PROBLEM
Scan the entries below for the word "ResolvedUser" and copy every line in which it occurs.

───── INFORMATION GIVEN

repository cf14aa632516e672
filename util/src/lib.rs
pub mod config;
use async_trait::async_trait;
use chrono::{Duration, Utc};
use db::models::user::{self, UserRole};
use jsonwebtoken::{Algorithm, DecodingKey, EncodingKey, Header, Validation, decode, encode};
use sea_orm::DatabaseConnection;
use serde::{Deserialize, Serialize};

use crate::error::AttendanceError;

/// JWT payload shared by token issuance and resolution.
#[derive(Debug, Serialize, Deserialize, Clone)]
pub struct Claims {
    pub sub: i64,
    pub exp: usize,
    pub role: UserRole,
}

/// Identity behind a token.
#[derive(Debug, Clone, Copy, PartialEq, Eq)]
pub struct ResolvedUser {
    pub user_id: i64,
    pub role: UserRole,
}

/// Turns an opaque token into a live user.
#[async_trait]
pub trait TokenResolver: Send + Sync {
    async fn resolve(&self, token: &str) -> Result<ResolvedUser, AttendanceError>;
}

/// Resolves HS256 tokens and checks the subject still exists.
#[derive(Clone)]
pub struct JwtTokenResolver {
    db: DatabaseConnection,
    key: DecodingKey,
}

impl JwtTokenResolver {
    pub fn new(db: DatabaseConnection, secret: &str) -> Self {
        Self {
            db,
            key: DecodingKey::from_secret(secret.as_bytes()),
        }
    }
}

/// Decodes and verifies a token without touching the database.
pub fn decode_claims(token: &str, secret: &str) -> Result<Claims, AttendanceError> {
    decode::<Claims>(
        token,
        &DecodingKey::from_secret(secret.as_bytes()),
        &Validation::new(Algorithm::HS256),
    )
    .map(|data| data.claims)
    .map_err(|_| AttendanceError::Unauthenticated)
}

/// Issues a token for `user_id`. Returns the token and its RFC 3339 expiry.
pub fn issue_token(
    secret: &str,
    user_id: i64,
    role: UserRole,
    duration_minutes: i64,
) -> Result<(String, String), AttendanceError> {
    let expiry = Utc::now() + Duration::minutes(duration_minutes);
    let claims = Claims {
        sub: user_id,
        exp: expiry.timestamp() as usize,
        role,
    };

    let token = encode(
        &Header::default(),
        &claims,
        &EncodingKey::from_secret(secret.as_bytes()),
    )
    .map_err(|e| AttendanceError::Internal(format!("Token encoding failed: {e}")))?;

    Ok((token, expiry.to_rfc3339()))
}

#[async_trait]
impl TokenResolver for JwtTokenResolver {
    async fn resolve(&self, token: &str) -> Result<ResolvedUser, AttendanceError> {
        let claims = decode::<Claims>(token, &self.key, &Validation::new(Algorithm::HS256))
            .map(|data| data.claims)
            .map_err(|e| {
                tracing::debug!(error = %e, "Rejected attendance token");
                AttendanceError::Unauthenticated
            })?;

        let user = user::Model::find_active(&self.db, claims.sub)
            .await?
            .ok_or(AttendanceError::Unauthenticated)?;

        Ok(ResolvedUser {
            user_id: user.id,
            role: user.role,
        })
    }
}
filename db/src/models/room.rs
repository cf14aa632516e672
use chrono::{DateTime, Utc};
use sea_orm::ActiveValue::Set;
use sea_orm::entity::prelude::*;
use serde::Serialize;

/// A class session container. Owned by a teacher, joined by students.
#[derive(Clone, Debug, PartialEq, DeriveEntityModel, Serialize)]
#[sea_orm(table_name = "rooms")]
pub struct Model {
    #[sea_orm(primary_key)]
    pub id: i64,
    /// The teacher who owns the room and receives attendance notifications.
    pub owner_id: i64,
    pub class_name: String,
    pub section: String,
    pub description: Option<String>,
    /// Scans must come from inside the room's geofence.
    pub geofence_required: bool,
    /// Scans must carry a face image matching the student's enrollment.
    pub face_auth_required: bool,
    pub geofence_id: Option<i64>,
    /// Archived rooms accept no new attendance actions.
    pub archived: bool,
    pub created_at: DateTime<Utc>,
}

#[derive(Copy, Clone, Debug, EnumIter, DeriveRelation)]
pub enum Relation {
    #[sea_orm(
        belongs_to = "super::user::Entity",
        from = "Column::OwnerId",
        to = "super::user::Column::Id",
        on_delete = "Cascade"
    )]
    Owner,
    #[sea_orm(
        belongs_to = "super::geofence::Entity",
        from = "Column::GeofenceId",
        to = "super::geofence::Column::Id"
    )]
    Geofence,
    #[sea_orm(has_many = "super::attendance_schedule::Entity")]
    Schedules,
    #[sea_orm(has_many = "super::room_user::Entity")]
    Members,
}

impl Related<super::user::Entity> for Entity {
    fn to() -> RelationDef {
        Relation::Owner.def()
    }
}

impl Related<super::geofence::Entity> for Entity {
    fn to() -> RelationDef {
        Relation::Geofence.def()
    }
}

impl Related<super::attendance_schedule::Entity> for Entity {
    fn to() -> RelationDef {
        Relation::Schedules.def()
    }
}

impl Related<super::room_user::Entity> for Entity {
    fn to() -> RelationDef {
        Relation::Members.def()
    }
}

impl ActiveModelBehavior for ActiveModel {}

impl Model {
    #[allow(clippy::too_many_arguments)]
    pub async fn create(
        db: &DbConn,
        owner_id: i64,
        class_name: &str,
        section: &str,
        description: Option<&str>,
        geofence_required: bool,
        face_auth_required: bool,
        geofence_id: Option<i64>,
    ) -> Result<Model, DbErr> {
        ActiveModel {
            owner_id: Set(owner_id),
            class_name: Set(class_name.to_owned()),
            section: Set(section.to_owned()),
            description: Set(description.map(|d| d.to_owned())),
            geofence_required: Set(geofence_required),
            face_auth_required: Set(face_auth_required),
            geofence_id: Set(geofence_id),
            archived: Set(false),
            created_at: Set(Utc::now()),
            ..Default::default()
        }
        .insert(db)
        .await
    }

    pub async fn set_archived(db: &DbConn, id: i64, archived: bool) -> Result<Model, DbErr> {
        ActiveModel {
            id: Set(id),
            archived: Set(archived),
            ..Default::default()
        }
        .update(db)
        .await
    }

    pub fn is_owner(&self, user_id: i64) -> bool {
        self.owner_id == user_id
    }
}
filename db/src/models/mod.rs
pub mod attendance_record;
pub mod attendance_schedule;
pub mod excuse;
pub mod face_embedding;
pub mod geofence;
pub mod notification;
pub mod room;
pub mod room_user;
pub mod user;

pub use attendance_record::Entity as AttendanceRecord;
pub use attendance_schedule::Entity as AttendanceSchedule;
pub use excuse::Entity as Excuse;
pub use face_embedding::Entity as FaceEmbedding;
pub use geofence::Entity as Geofence;
pub use notification::Entity as Notification;
pub use room::Entity as Room;
pub use room_user::Entity as RoomUser;
pub use user::Entity as User;
use serde::Serialize;

/// Envelope for every JSON response:
///
/// ```json
/// { "success": true, "data": { ... }, "message": "Attendance taken" }
/// ```
///
/// Error responses carry `T::default()` as `data`.
#[derive(Serialize)]
pub struct ApiResponse<T>
where
    T: Serialize,
{
    pub success: bool,
    pub data: T,
    pub message: String,
}

impl<T> ApiResponse<T>
where
    T: Serialize,
{
    pub fn success(data: T, message: impl Into<String>) -> Self {
        Self {
            success: true,
            data,
            message: message.into(),
        }
    }

    pub fn error(message: impl Into<String>) -> Self
    where
        T: Default,
    {
        Self {
            success: false,
            data: T::default(),
            message: message.into(),
        }
    }
}

#[cfg(test)]
mod tests {
    use super::*;

    #[test]
    fn error_uses_default_data() {
        let body = serde_json::to_value(ApiResponse::<Vec<i64>>::error("nope")).unwrap();
        assert_eq!(body["success"], false);
        assert_eq!(body["data"], serde_json::json!([]));
        assert_eq!(body["message"], "nope");
    }
}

──────────

TASK SOLUTION
pub struct ResolvedUser {
    async fn resolve(&self, token: &str) -> Result<ResolvedUser, AttendanceError>;
    async fn resolve(&self, token: &str) -> Result<ResolvedUser, AttendanceError> {
        Ok(ResolvedUser {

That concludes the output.